Sony has announced it will begin a phased restoration of its PlayStation Network on Sunday, more than three weeks since the service had to be shut down because of a security breach.

The company said in a news release that the process to restart its PlayStation Network and Qriocity services will unfold in regions of the world as follows: the Americas, Europe, Australia, New Zealand and the Middle East.

The restoration will be complete by May 31.

The PlayStation Network, which enables console owners to download games, has been offline since April 19, after Sony discovered that hackers had breached security, accessing the personal information on 77 million accounts.

In a statement released Saturday, the company said it has improved its online security for consumers by making "considerable enhancements to the data security, including updating and adding advanced security technologies, additional software monitoring and penetration and vulnerability testing, and increased levels of encryption and additional firewalls."

The incident is considered one of the biggest data breaches on record. Sony admitted hackers likely got names, addresses and credit card information.

A $1-billion lawsuit related to the Sony data breach was announced in Ontario on May 3 on behalf of as many as one million Canadians.

Kazuo Hirai, executive deputy president of Sony Corporation, thanked customers for their patience.
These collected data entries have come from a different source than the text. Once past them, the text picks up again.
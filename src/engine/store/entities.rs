// ── FactStore: Entity & Relation Rows ───────────────────────────────────────
//
// Row-level operations consumed by the graph layer. `upsert_entity` performs
// the whole find-or-insert under one connection lock so concurrent upserts
// of the same normalized name cannot race into a duplicate-key failure
// (and on a lost race it falls back to a second lookup).

use super::vector::bytes_to_f32_vec;
use super::FactStore;
use crate::atoms::error::{MemoryError, MemoryResult};
use crate::atoms::types::{Entity, EntityType, Relation};
use rusqlite::{params, Connection, OptionalExtension, Row};

const ENTITY_COLUMNS: &str = "id, name, normalized_name, entity_type, embedding, fact_ids, mention_count";

const RELATION_COLUMNS: &str =
    "id, source_entity_id, target_entity_id, relation_type, fact_id, confidence, is_obsolete";

/// Lowercase and collapse internal whitespace — the entity equality key.
pub(crate) fn normalize_entity_name(name: &str) -> String {
    name.split_whitespace()
        .collect::<Vec<_>>()
        .join(" ")
        .to_lowercase()
}

impl FactStore {
    /// Insert the entity or, if its normalized name exists, bump the
    /// mention count and append the fact id (deduped). Returns the row id.
    pub fn upsert_entity(
        &self,
        name: &str,
        kind: EntityType,
        fact_id: Option<i64>,
    ) -> MemoryResult<i64> {
        let name = name.trim();
        if name.is_empty() {
            return Err(MemoryError::invalid("entity name must not be empty"));
        }
        let normalized = normalize_entity_name(name);

        let conn = self.conn.lock();
        if let Some(existing) = find_by_normalized(&conn, &normalized)? {
            let mut fact_ids = existing.fact_ids.clone();
            if let Some(fid) = fact_id {
                if !fact_ids.contains(&fid) {
                    fact_ids.push(fid);
                }
            }
            conn.execute(
                "UPDATE omem_entities
                 SET mention_count = mention_count + 1, fact_ids = ?2
                 WHERE id = ?1",
                params![existing.id, serde_json::to_string(&fact_ids)?],
            )?;
            return Ok(existing.id);
        }

        let fact_ids: Vec<i64> = fact_id.into_iter().collect();
        let inserted = conn.execute(
            "INSERT OR IGNORE INTO omem_entities (name, normalized_name, entity_type, fact_ids)
             VALUES (?1, ?2, ?3, ?4)",
            params![name, normalized, kind.as_str(), serde_json::to_string(&fact_ids)?],
        )?;
        if inserted == 1 {
            return Ok(conn.last_insert_rowid());
        }

        // Lost a race with a concurrent upsert: the row exists now.
        let existing = find_by_normalized(&conn, &normalized)?
            .ok_or_else(|| MemoryError::invalid(format!("entity vanished: {normalized}")))?;
        Ok(existing.id)
    }

    pub fn get_entity(&self, id: i64) -> MemoryResult<Option<Entity>> {
        let conn = self.conn.lock();
        let sql = format!("SELECT {ENTITY_COLUMNS} FROM omem_entities WHERE id = ?1");
        let mut stmt = conn.prepare(&sql)?;
        Ok(stmt.query_row(params![id], entity_from_row).optional()?)
    }

    pub fn find_entity_by_normalized_name(&self, normalized: &str) -> MemoryResult<Option<Entity>> {
        let conn = self.conn.lock();
        find_by_normalized(&conn, normalized)
    }

    /// Entities whose normalized name starts with `prefix` — the candidate
    /// pool for fuzzy resolution.
    pub fn find_entities_by_prefix(&self, prefix: &str, limit: usize) -> MemoryResult<Vec<Entity>> {
        let conn = self.conn.lock();
        let pattern = format!("{}%", prefix.replace('%', "").replace('_', ""));
        let sql = format!(
            "SELECT {ENTITY_COLUMNS} FROM omem_entities
             WHERE normalized_name LIKE ?1 LIMIT ?2"
        );
        let mut stmt = conn.prepare(&sql)?;
        let rows = stmt
            .query_map(params![pattern, limit as i64], entity_from_row)?
            .filter_map(|r| r.ok())
            .collect();
        Ok(rows)
    }

    pub fn count_entities(&self) -> MemoryResult<usize> {
        let conn = self.conn.lock();
        let n: i64 = conn.query_row("SELECT COUNT(*) FROM omem_entities", [], |r| r.get(0))?;
        Ok(n as usize)
    }

    // ── Relations ────────────────────────────────────────────────────────

    /// Insert a relation, deduping on (source, target, type): an existing
    /// live row keeps its id and its confidence is raised to the max of the
    /// two submissions. Both endpoints must exist.
    pub fn upsert_relation(&self, rel: &Relation) -> MemoryResult<i64> {
        let conn = self.conn.lock();

        for endpoint in [rel.source_entity_id, rel.target_entity_id] {
            let exists: bool = conn
                .prepare("SELECT 1 FROM omem_entities WHERE id = ?1")?
                .query_row(params![endpoint], |_| Ok(true))
                .optional()?
                .unwrap_or(false);
            if !exists {
                return Err(MemoryError::invalid(format!(
                    "relation endpoint {endpoint} does not exist"
                )));
            }
        }

        let existing: Option<(i64, f64)> = conn
            .prepare(
                "SELECT id, confidence FROM omem_relations
                 WHERE source_entity_id = ?1 AND target_entity_id = ?2
                   AND relation_type = ?3 AND is_obsolete = 0",
            )?
            .query_row(
                params![rel.source_entity_id, rel.target_entity_id, rel.relation_type],
                |row| Ok((row.get(0)?, row.get(1)?)),
            )
            .optional()?;

        if let Some((id, confidence)) = existing {
            if (rel.confidence as f64) > confidence {
                conn.execute(
                    "UPDATE omem_relations SET confidence = ?2 WHERE id = ?1",
                    params![id, rel.confidence as f64],
                )?;
            }
            return Ok(id);
        }

        conn.execute(
            "INSERT INTO omem_relations
                (source_entity_id, target_entity_id, relation_type, fact_id, confidence)
             VALUES (?1, ?2, ?3, ?4, ?5)",
            params![
                rel.source_entity_id,
                rel.target_entity_id,
                rel.relation_type,
                rel.fact_id,
                rel.confidence as f64,
            ],
        )?;
        Ok(conn.last_insert_rowid())
    }

    /// Live relations touching an entity, in both directions, highest
    /// confidence first.
    pub fn relations_for_entity(&self, entity_id: i64) -> MemoryResult<Vec<Relation>> {
        let conn = self.conn.lock();
        let sql = format!(
            "SELECT {RELATION_COLUMNS} FROM omem_relations
             WHERE (source_entity_id = ?1 OR target_entity_id = ?1) AND is_obsolete = 0
             ORDER BY confidence DESC"
        );
        let mut stmt = conn.prepare(&sql)?;
        let rows = stmt
            .query_map(params![entity_id], relation_from_row)?
            .filter_map(|r| r.ok())
            .collect();
        Ok(rows)
    }

    pub fn count_relations(&self) -> MemoryResult<usize> {
        let conn = self.conn.lock();
        let n: i64 = conn.query_row(
            "SELECT COUNT(*) FROM omem_relations WHERE is_obsolete = 0",
            [],
            |r| r.get(0),
        )?;
        Ok(n as usize)
    }
}

fn find_by_normalized(conn: &Connection, normalized: &str) -> MemoryResult<Option<Entity>> {
    let sql = format!("SELECT {ENTITY_COLUMNS} FROM omem_entities WHERE normalized_name = ?1");
    let mut stmt = conn.prepare(&sql)?;
    Ok(stmt.query_row(params![normalized], entity_from_row).optional()?)
}

fn entity_from_row(row: &Row<'_>) -> rusqlite::Result<Entity> {
    let kind: String = row.get(3)?;
    let embedding: Option<Vec<u8>> = row.get(4)?;
    let fact_ids_json: String = row.get(5)?;
    Ok(Entity {
        id: row.get(0)?,
        name: row.get(1)?,
        normalized_name: row.get(2)?,
        kind: EntityType::parse(&kind),
        embedding: embedding.map(|b| bytes_to_f32_vec(&b)),
        fact_ids: serde_json::from_str(&fact_ids_json).unwrap_or_default(),
        mention_count: row.get(6)?,
    })
}

fn relation_from_row(row: &Row<'_>) -> rusqlite::Result<Relation> {
    let is_obsolete: i64 = row.get(6)?;
    Ok(Relation {
        id: row.get(0)?,
        source_entity_id: row.get(1)?,
        target_entity_id: row.get(2)?,
        relation_type: row.get(3)?,
        fact_id: row.get(4)?,
        confidence: row.get::<_, f64>(5)? as f32,
        is_obsolete: is_obsolete != 0,
    })
}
"We know even the most loyal customers have been frustrated by this process and are anxious to use their Sony products and services again. We are taking aggressive action at all levels to address the concerns that were raised by this incident," Hirai said in a statement.

The company added it will be offering a "welcome back" package of services and content to all registered account holders on PlayStation Network and Qriocity, which streams movies on demand to compatible Sony devices. Details will be announced as service is rolled out in each region.